Scientists think potassium improves your heart’s function by helping to regulate your heartbeat, digest carbohydrates, and build muscle, which could combine to prevent heart disease and strokes into the future.
Though the results are promising, they need to be duplicated and tested in more animals – and humans – before we can say for sure how much help ingesting enough potassium could give us, warns Ali Webster, an associate director at the International Food Information Council.
“It certainly won’t hurt to eat potassium-rich foods every day, unless you’ve been instructed to watch your intake. But we can’t say that one specific food is going to prevent cardiovascular disease.
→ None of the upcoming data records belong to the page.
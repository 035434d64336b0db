//! Physics modules and the contract they implement.
//!
//! A physics module owns the variables of one governing equation (or coupled
//! set), reads its options from an [`InputConfig`], and contributes residual
//! and Jacobian terms for every element and boundary side it is handed.
//! Contributions from all active modules are summed, so modules never need to
//! know about each other beyond the variable names and cached quantities they
//! share.
//!
//! [`InputConfig`]: crate::support::config::InputConfig

mod axisym_magnetostatics;
mod heat_conduction;
mod heat_transfer;
mod laminar_flame;
mod names;
mod parameter;

pub use axisym_magnetostatics::{AxisymmetricMagnetostatics, MagnetostaticsOptions};
pub use heat_conduction::{
    Conductivity, ConductivityModel, ConstantConductivity, HeatConduction,
    HeatConductionOptions, LinearConductivity,
};
pub use heat_transfer::{HeatTransfer, HeatTransferOptions};
pub use laminar_flame::{
    ConductivityPolicy, ConstantTransportMixture, FlameOptions, Laminar1DFlame, MixtureState,
    OneStepReaction, PropagatingFlame, TransportMixture,
};
pub use names::{ENABLED_PHYSICS_KEY, PhysicsName, build_enabled};
pub use parameter::ParameterHandles;

use crate::{
    support::config::ConfigError,
    system::{AssemblyContext, AssemblyError, VariableRegistry},
};

/// Whether a callback supplied the Jacobian of its contribution.
#[derive(Debug, Clone, Copy, PartialEq, Eq)]
pub enum JacobianStatus {
    Computed,
    /// The caller should difference the callback's residual instead.
    NotComputed,
}

impl JacobianStatus {
    /// `Computed` when a Jacobian was requested, for callbacks whose
    /// analytic Jacobian is always exact.
    #[must_use]
    pub fn exact(request_jacobian: bool) -> Self {
        if request_jacobian {
            Self::Computed
        } else {
            Self::NotComputed
        }
    }

    #[must_use]
    pub fn is_computed(self) -> bool {
        self == Self::Computed
    }
}

/// The contract every physics module implements.
///
/// Setup runs once, in order: [`init_variables`], [`set_time_evolving_vars`],
/// [`init_context`]. After that the assembly callbacks may be invoked any
/// number of times, concurrently on different elements, so implementations
/// hold no mutable state of their own.
///
/// Every assembly callback adds into the context's local residual (and, when
/// `request_jacobian` is set, Jacobian) blocks and never overwrites them.
/// Callbacks return [`JacobianStatus::NotComputed`] to decline supplying a
/// requested Jacobian, and an [`AssemblyError`] when the local state cannot be
/// evaluated. The defaults contribute nothing.
///
/// [`init_variables`]: Physics::init_variables
/// [`set_time_evolving_vars`]: Physics::set_time_evolving_vars
/// [`init_context`]: Physics::init_context
pub trait Physics: Send + Sync {
    /// Registry key of this module.
    fn name(&self) -> &str;

    /// Registers this module's variables.
    ///
    /// # Errors
    ///
    /// Returns a [`ConfigError`] if a name is already taken.
    fn init_variables(&mut self, registry: &mut VariableRegistry) -> Result<(), ConfigError>;

    /// Marks the variables that carry a time derivative.
    fn set_time_evolving_vars(&self, _registry: &mut VariableRegistry) {}

    /// Requests the finite-element data this module reads during assembly.
    fn init_context(&self, _context: &mut AssemblyContext) {}

    /// Element-interior spatial operator `F(u)`.
    ///
    /// # Errors
    ///
    /// Returns an [`AssemblyError`] if the local state is non-physical.
    fn element_time_derivative(
        &self,
        request_jacobian: bool,
        _context: &mut AssemblyContext,
    ) -> Result<JacobianStatus, AssemblyError> {
        Ok(JacobianStatus::exact(request_jacobian))
    }

    /// Boundary-side terms of the spatial operator, such as natural fluxes.
    ///
    /// # Errors
    ///
    /// Returns an [`AssemblyError`] if the local state is non-physical.
    fn side_time_derivative(
        &self,
        request_jacobian: bool,
        _context: &mut AssemblyContext,
    ) -> Result<JacobianStatus, AssemblyError> {
        Ok(JacobianStatus::exact(request_jacobian))
    }

    /// Element-interior algebraic constraints.
    ///
    /// # Errors
    ///
    /// Returns an [`AssemblyError`] if the local state is non-physical.
    fn element_constraint(
        &self,
        request_jacobian: bool,
        _context: &mut AssemblyContext,
    ) -> Result<JacobianStatus, AssemblyError> {
        Ok(JacobianStatus::exact(request_jacobian))
    }

    /// Boundary-side algebraic constraints.
    ///
    /// # Errors
    ///
    /// Returns an [`AssemblyError`] if the local state is non-physical.
    fn side_constraint(
        &self,
        request_jacobian: bool,
        _context: &mut AssemblyContext,
    ) -> Result<JacobianStatus, AssemblyError> {
        Ok(JacobianStatus::exact(request_jacobian))
    }

    /// Mass term `M(u)·u̇`.
    ///
    /// Jacobian entries are taken with respect to `u`, including the
    /// `∂u̇/∂u` factor reported by the context.
    ///
    /// # Errors
    ///
    /// Returns an [`AssemblyError`] if the local state is non-physical.
    fn mass_residual(
        &self,
        request_jacobian: bool,
        _context: &mut AssemblyContext,
    ) -> Result<JacobianStatus, AssemblyError> {
        Ok(JacobianStatus::exact(request_jacobian))
    }

    /// Adds handles to any internal scalar registered under `name`.
    fn register_parameter<'a>(&'a mut self, _name: &str, _handles: &mut ParameterHandles<'a>) {}
}
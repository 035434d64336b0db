use nalgebra::{DMatrix, DVector};
use twine_core::Model;

use crate::physics::{JacobianStatus, Physics};

use super::{AssemblyContext, AssemblyError};

/// One of the assembly callbacks of [`Physics`].
#[derive(Debug, Clone, Copy, PartialEq, Eq)]
pub enum Callback {
    ElementTimeDerivative,
    ElementConstraint,
    MassResidual,
    SideTimeDerivative,
    SideConstraint,
}

impl Callback {
    /// Calls this callback on `physics`.
    ///
    /// # Errors
    ///
    /// Propagates the callback's [`AssemblyError`].
    pub fn invoke(
        self,
        physics: &dyn Physics,
        request_jacobian: bool,
        context: &mut AssemblyContext,
    ) -> Result<JacobianStatus, AssemblyError> {
        match self {
            Self::ElementTimeDerivative => physics.element_time_derivative(request_jacobian, context),
            Self::ElementConstraint => physics.element_constraint(request_jacobian, context),
            Self::MassResidual => physics.mass_residual(request_jacobian, context),
            Self::SideTimeDerivative => physics.side_time_derivative(request_jacobian, context),
            Self::SideConstraint => physics.side_constraint(request_jacobian, context),
        }
    }

    /// True if the callback reads `u̇`, which moves with `u` by `∂u̇/∂u`.
    #[must_use]
    pub fn perturbs_rate(self) -> bool {
        self == Self::MassResidual
    }
}

/// A shift of one local coefficient, addressed in variable-major order.
#[derive(Debug, Clone, Copy, PartialEq)]
struct Perturbation {
    dof: usize,
    delta: f64,
}

/// Model adapter exposing one callback's local residual as a function of
/// the local coefficients.
///
/// Every call works on a fresh copy of the base context with an empty cache,
/// so derived quantities are recomputed for the perturbed state.
struct LocalResidualModel<'a> {
    physics: &'a dyn Physics,
    callback: Callback,
    base: &'a AssemblyContext,
}

impl Model for LocalResidualModel<'_> {
    type Input = Perturbation;
    type Output = DVector<f64>;
    type Error = AssemblyError;

    fn call(&self, input: &Self::Input) -> Result<Self::Output, Self::Error> {
        let mut context = self.base.clone();

        let rate_shift = if self.callback.perturbs_rate() {
            input.delta * context.state().solution_rate_derivative()
        } else {
            0.0
        };
        context.state_mut().perturb(input.dof, input.delta, rate_shift);
        context.cache_mut().clear();
        context.local_mut().zero();

        self.callback.invoke(self.physics, false, &mut context)?;
        Ok(context.local().flat_residual())
    }
}

/// Central-difference Jacobian of one callback's local residual.
///
/// Each coefficient `u_j` is perturbed by `±step·max(1, |u_j|)`. The result is
/// a dense matrix in the variable-major local ordering of
/// [`LocalSystem::flat_jacobian`](super::LocalSystem::flat_jacobian).
///
/// # Errors
///
/// Returns the callback's [`AssemblyError`] if a perturbed state cannot be
/// evaluated.
pub fn central_difference(
    physics: &dyn Physics,
    callback: Callback,
    context: &AssemblyContext,
    step: f64,
) -> Result<DMatrix<f64>, AssemblyError> {
    let model = LocalResidualModel {
        physics,
        callback,
        base: context,
    };

    let n = context.state().total_dofs();
    let mut jacobian = DMatrix::zeros(n, n);

    for dof in 0..n {
        let h = step * context.state().flat_coefficient(dof).abs().max(1.0);
        let plus = model.call(&Perturbation { dof, delta: h })?;
        let minus = model.call(&Perturbation { dof, delta: -h })?;
        jacobian.set_column(dof, &((plus - minus) / (2.0 * h)));
    }

    Ok(jacobian)
}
You need to consider the whole diet as well as other risk factors, too.”
If you really hate bananas, there are other foods – sweet potatoes, beans and dark leafy greens, to name a few – that can contribute to both of your potassium intake and a generally healthy diet.
Most people in the U.S. don’t eat as much potassium as experts recommend, so clearly adding a few more bananas – or these other options – to your diet isn’t going to hurt!